Setup-punchline comedy formats, jokes, memes, and punchlines organized for easier doom-scrolling from Chaotic Meh — organized so the algorithm can pretend this place has adult supervision.

  • Violins

    Did you know that the string section of an orchestra is the most dangerous?

    It’s because of all the violins.

  • A Stolen Car

    Two police officers stood beside a man who was bitterly crying.

    “Wow,” said one police officer, “he must have really loved that car.”

    “Not really,” said the other police officer. “It was five years old but fully insured. He’s crying because he just filled his gas tank.”

  • The Steaks Are Too High

    A guy walks into a bar and sees three pieces of meat hanging from the ceiling. He asks the barman, “What’s up with the pieces of meat?”

    The barman replies, “If you can jump up and slap the meat, you get free drinks all night, but if you miss, you pay the whole bar’s tab.”

    The man considers the challenge carefully and replies, “Nah, the steaks are too high.”

  • A Little Fuck

    A midget is walking along a path when a beautiful blonde comes walking by in the other direction.

    He says, “Hey beautiful, what do you say to a little fuck?”

    And she says, “Hello, you little fuck.”

  • Short Staffed

    I went to a restaurant run by midgets and the service was terrible.

    In their defense, they’re short staffed.

  • Short Staffed

    I went to a restaurant run by midgets and the service was terrible.

    In their defense, they’re short staffed.

  • The Doctor’s Clinic

    A doctor couldn’t get hired at the hospital, so he opened his own clinic.

    Outside, he hung a sign:

    TREATMENT: $20
    IF WE CAN’T CURE YOU — YOU GET $100 BACK

    A lawyer saw the sign and thought, “I’ll make some easy money.”

    He walked in.

    Lawyer: “I’ve lost my sense of taste.”

    Doctor: “Nurse, bottle No. 14 — three drops on his tongue.”

    The lawyer sputters, “Ugh! That’s kerosene!”

    Doctor: “Great — your taste is back. That’ll be $20.”

    Irritated, the lawyer returned a few days later.

    Lawyer: “I’ve lost my memory. I can’t remember anything.”

    Doctor: “Bottle No. 14 again — three drops.”

    Lawyer: “Hey! That’s kerosene! You gave me that last time!”

    Doctor: “Perfect — your memory is back. That’ll be $20.”

    Fuming, the lawyer came back one more time.

    Lawyer: “My eyesight is terrible.
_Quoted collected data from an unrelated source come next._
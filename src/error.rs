//! Error types for the relay client.

use thiserror::Error;

use crate::error_codes::{DisconnectCause, ErrorCode};

/// Errors surfaced by the relay client and its async wrappers.
#[derive(Debug, Error)]
pub enum RealtimeError {
    /// The operation was rejected locally before anything was sent
    /// (invalid arguments, wrong state or wrong server).
    #[error("operation could not be started: {0}")]
    Start(String),

    /// The server answered with a non-zero return code.
    #[error("operation failed with return code {return_code}: {}", message.as_deref().unwrap_or("no details"))]
    Operation {
        /// Raw return code from the server.
        return_code: i16,
        /// Debug message sent along with the response, if any.
        message: Option<String>,
    },

    /// Custom authentication was rejected by the authentication provider.
    #[error("authentication failed: {0}")]
    AuthenticationFailed(String),

    /// The connection terminated while the operation was outstanding.
    #[error("disconnected: {0}")]
    Disconnected(DisconnectCause),

    /// The peer failed while driving the connection.
    #[error("transport error: {0}")]
    Transport(String),

    /// The caller cancelled the operation.
    #[error("operation cancelled")]
    Cancelled,

    /// The deadline elapsed before the operation settled.
    #[error("operation timed out")]
    Timeout,

    /// Arguments failed validation.
    #[error("invalid argument: {0}")]
    InvalidArgument(String),

    /// Failed to serialize or deserialize a value.
    #[error("serialization error: {0}")]
    Serialization(#[from] serde_json::Error),

    /// An I/O error occurred.
    #[error("I/O error: {0}")]
    Io(#[from] std::io::Error),
}

impl RealtimeError {
    /// Known [`ErrorCode`] of an [`Operation`](Self::Operation) error.
    pub fn error_code(&self) -> Option<ErrorCode> {
        match self {
            Self::Operation { return_code, .. } => ErrorCode::from_code(*return_code),
            _ => None,
        }
    }

    /// Raw return code of an [`Operation`](Self::Operation) error.
    pub fn return_code(&self) -> Option<i16> {
        match self {
            Self::Operation { return_code, .. } => Some(*return_code),
            _ => None,
        }
    }
}

/// A specialized [`Result`] type for relay client operations.
pub type Result<T> = std::result::Result<T, RealtimeError>;

#[cfg(test)]
#[allow(
    clippy::unwrap_used,
    clippy::expect_used,
    clippy::panic,
    clippy::todo,
    clippy::unimplemented,
    clippy::indexing_slicing
)]
mod tests {
    use super::*;

    #[test]
    fn operation_error_exposes_code() {
        let err = RealtimeError::Operation {
            return_code: 32758,
            message: None,
        };
        assert_eq!(err.return_code(), Some(32758));
        assert_eq!(err.error_code(), Some(ErrorCode::RoomDoesNotExist));
        assert!(err.to_string().contains("32758"));
    }

    #[test]
    fn non_operation_errors_have_no_code() {
        assert_eq!(RealtimeError::Timeout.return_code(), None);
        assert_eq!(RealtimeError::Cancelled.error_code(), None);
    }

    #[test]
    fn disconnected_display_names_cause() {
        let err = RealtimeError::Disconnected(DisconnectCause::ServerTimeout);
        assert_eq!(err.to_string(), "disconnected: ServerTimeout");
    }
}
I can’t see a thing.”

    Doctor: “I’m afraid we can’t help with that. Here — take this $100.”

    The lawyer looks at the bill.

    “Hey… this is only $20!”

    Doctor: “And just like that… your eyesight is restored. That’ll be $20.”

  • Halloween Dinner

    I told my wife I’m going to take us out to a nice restaurant this Halloween.
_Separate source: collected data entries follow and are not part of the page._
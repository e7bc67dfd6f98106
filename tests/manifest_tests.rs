#![allow(
    clippy::unwrap_used,
    clippy::expect_used,
    clippy::panic,
    clippy::indexing_slicing
)]
//! Manifest policy tests.
//!
//! These keep Cargo.toml in line with the crate's panic-free policy and its
//! feature layout. All checks are synchronous filesystem reads.

use std::path::PathBuf;

/// Returns the project root directory (where Cargo.toml lives).
fn project_root() -> PathBuf {
    PathBuf::from(env!("CARGO_MANIFEST_DIR"))
}

fn manifest() -> toml::Table {
    let path = project_root().join("Cargo.toml");
    let text = std::fs::read_to_string(&path)
        .unwrap_or_else(|e| panic!("Failed to read '{}': {e}", path.display()));
    text.parse::<toml::Table>()
        .unwrap_or_else(|e| panic!("Cargo.toml does not parse: {e}"))
}

const REQUIRED_DENY_LINTS: &[&str] = &[
    "unwrap_used",
    "expect_used",
    "panic",
    "todo",
    "unimplemented",
    "indexing_slicing",
];

#[test]
fn panic_prone_lints_are_denied() {
    let manifest = manifest();
    let clippy = manifest["lints"]["clippy"]
        .as_table()
        .expect("Cargo.toml must have a [lints.clippy] section");

    for lint in REQUIRED_DENY_LINTS {
        assert_eq!(
            clippy.get(*lint).and_then(toml::Value::as_str),
            Some("deny"),
            "`{lint}` must be set to deny in [lints.clippy] to keep library code panic-free"
        );
    }
}

#[test]
fn websocket_pinger_is_default_and_optional() {
    let manifest = manifest();
    let features = manifest["features"].as_table().unwrap();
    let default: Vec<&str> = features["default"]
        .as_array()
        .unwrap()
        .iter()
        .filter_map(toml::Value::as_str)
        .collect();
    assert_eq!(default, vec!["transport-websocket"]);

    let deps = manifest["dependencies"].as_table().unwrap();
    for dep in ["tokio-tungstenite", "futures-util"] {
        assert_eq!(
            deps[dep]["optional"].as_bool(),
            Some(true),
            "{dep} must stay optional behind transport-websocket"
        );
    }
}

#[test]
fn demo_requires_runtime_feature() {
    let manifest = manifest();
    let examples = manifest["example"].as_array().unwrap();
    for example in examples {
        let path = example["path"].as_str().unwrap();
        assert!(
            project_root().join(path).is_file(),
            "example path '{path}' does not exist"
        );
        let required: Vec<&str> = example["required-features"]
            .as_array()
            .unwrap()
            .iter()
            .filter_map(toml::Value::as_str)
            .collect();
        assert!(required.contains(&"tokio-runtime"));
    }
}

#[test]
fn rust_version_is_declared() {
    let manifest = manifest();
    let version = manifest["package"]["rust-version"]
        .as_str()
        .expect("Cargo.toml must declare a rust-version");
    assert!(version.split('.').count() >= 2, "malformed rust-version {version}");
}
    Wife: Which restaurant?

    Me: No, I think it’s run by vampires.

  • Dentist Impressions

    I was at the dentist this afternoon for some impressions.

    He does a good Johnny Carson but his Frank Sinatra is terrible.
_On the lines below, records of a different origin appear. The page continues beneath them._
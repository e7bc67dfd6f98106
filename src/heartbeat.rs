//! Keep-alive while the host cannot call `service()`.
//!
//! A backgrounded host keeps its connection by calling
//! [`RealtimeClient::heartbeat`], which only sends acknowledgements. Once the
//! last `service()` is older than the keep-alive window the client
//! disconnects with [`DisconnectCause::ClientServiceInactivity`].
//! [`KeepAlive`] is a host-owned timer task doing this on an interval.

use std::sync::Arc;
use std::time::Duration;

use tokio::sync::{watch, Mutex};
use tokio::task::JoinHandle;
use tokio::time::MissedTickBehavior;
use tracing::{debug, warn};

use crate::client::RealtimeClient;
use crate::error_codes::DisconnectCause;
use crate::state::ClientState;
use crate::transport::Peer;

impl<P: Peer> RealtimeClient<P> {
    /// Sends acknowledgements without dispatching anything.
    ///
    /// Returns `false` when nothing was sent: the client is not connected,
    /// or the keep-alive window elapsed and the client started disconnecting.
    pub fn heartbeat(&mut self) -> bool {
        if matches!(
            self.state,
            ClientState::PeerCreated | ClientState::Disconnected | ClientState::Disconnecting
        ) {
            return false;
        }
        let idle = self.last_service.elapsed();
        if idle > self.keep_alive_in_background {
            warn!(idle = ?idle, "service not called within keep-alive window");
            self.disconnect_with(DisconnectCause::ClientServiceInactivity);
            return false;
        }
        self.peer.send_acks();
        true
    }
}

/// Timer task calling [`RealtimeClient::heartbeat`] on a shared client.
///
/// Stops on [`stop`](Self::stop) or when dropped.
#[derive(Debug)]
pub struct KeepAlive {
    shutdown_tx: watch::Sender<bool>,
    handle: Option<JoinHandle<()>>,
}

impl KeepAlive {
    /// Spawns the timer on the current tokio runtime.
    pub fn spawn<P: Peer>(client: Arc<Mutex<RealtimeClient<P>>>, interval: Duration) -> Self {
        let (shutdown_tx, mut shutdown_rx) = watch::channel(false);
        let handle = tokio::spawn(async move {
            let mut ticker = tokio::time::interval(interval);
            ticker.set_missed_tick_behavior(MissedTickBehavior::Delay);
            // The first tick completes immediately.
            ticker.tick().await;
            loop {
                tokio::select! {
                    _ = ticker.tick() => {
                        let sent = client.lock().await.heartbeat();
                        debug!(sent, "keep-alive tick");
                    }
                    changed = shutdown_rx.changed() => {
                        if changed.is_err() || *shutdown_rx.borrow() {
                            debug!("keep-alive stopped");
                            break;
                        }
                    }
                }
            }
        });
        Self {
            shutdown_tx,
            handle: Some(handle),
        }
    }

    /// Stops the timer and waits for the task to finish.
    pub async fn stop(mut self) {
        let _ = self.shutdown_tx.send(true);
        if let Some(handle) = self.handle.take() {
            let _ = handle.await;
        }
    }

    pub fn is_running(&self) -> bool {
        self.handle.as_ref().is_some_and(|h| !h.is_finished())
    }
}

impl Drop for KeepAlive {
    fn drop(&mut self) {
        let _ = self.shutdown_tx.send(true);
    }
}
  • The Centipede’s Errand

    An ant, a spider, and a centipede are holding a party.

    The ant realizes that they are running low on beer. He offers to head out to buy some more. The centipede says, “No, let me do it. You’d take too long. I have a lot more legs than you — I can do it faster!” The bugs agree.

    Ten minutes pass… then twenty minutes, then thirty, then more. The spider asks, “What’s taking him so long?” The ant decides to head out to investigate. He opens the front door and sees the centipede outside.

    The ant asks, “Hey man, what’s taking you so long?”

    The centipede replies, “I’m still putting on my shoes.”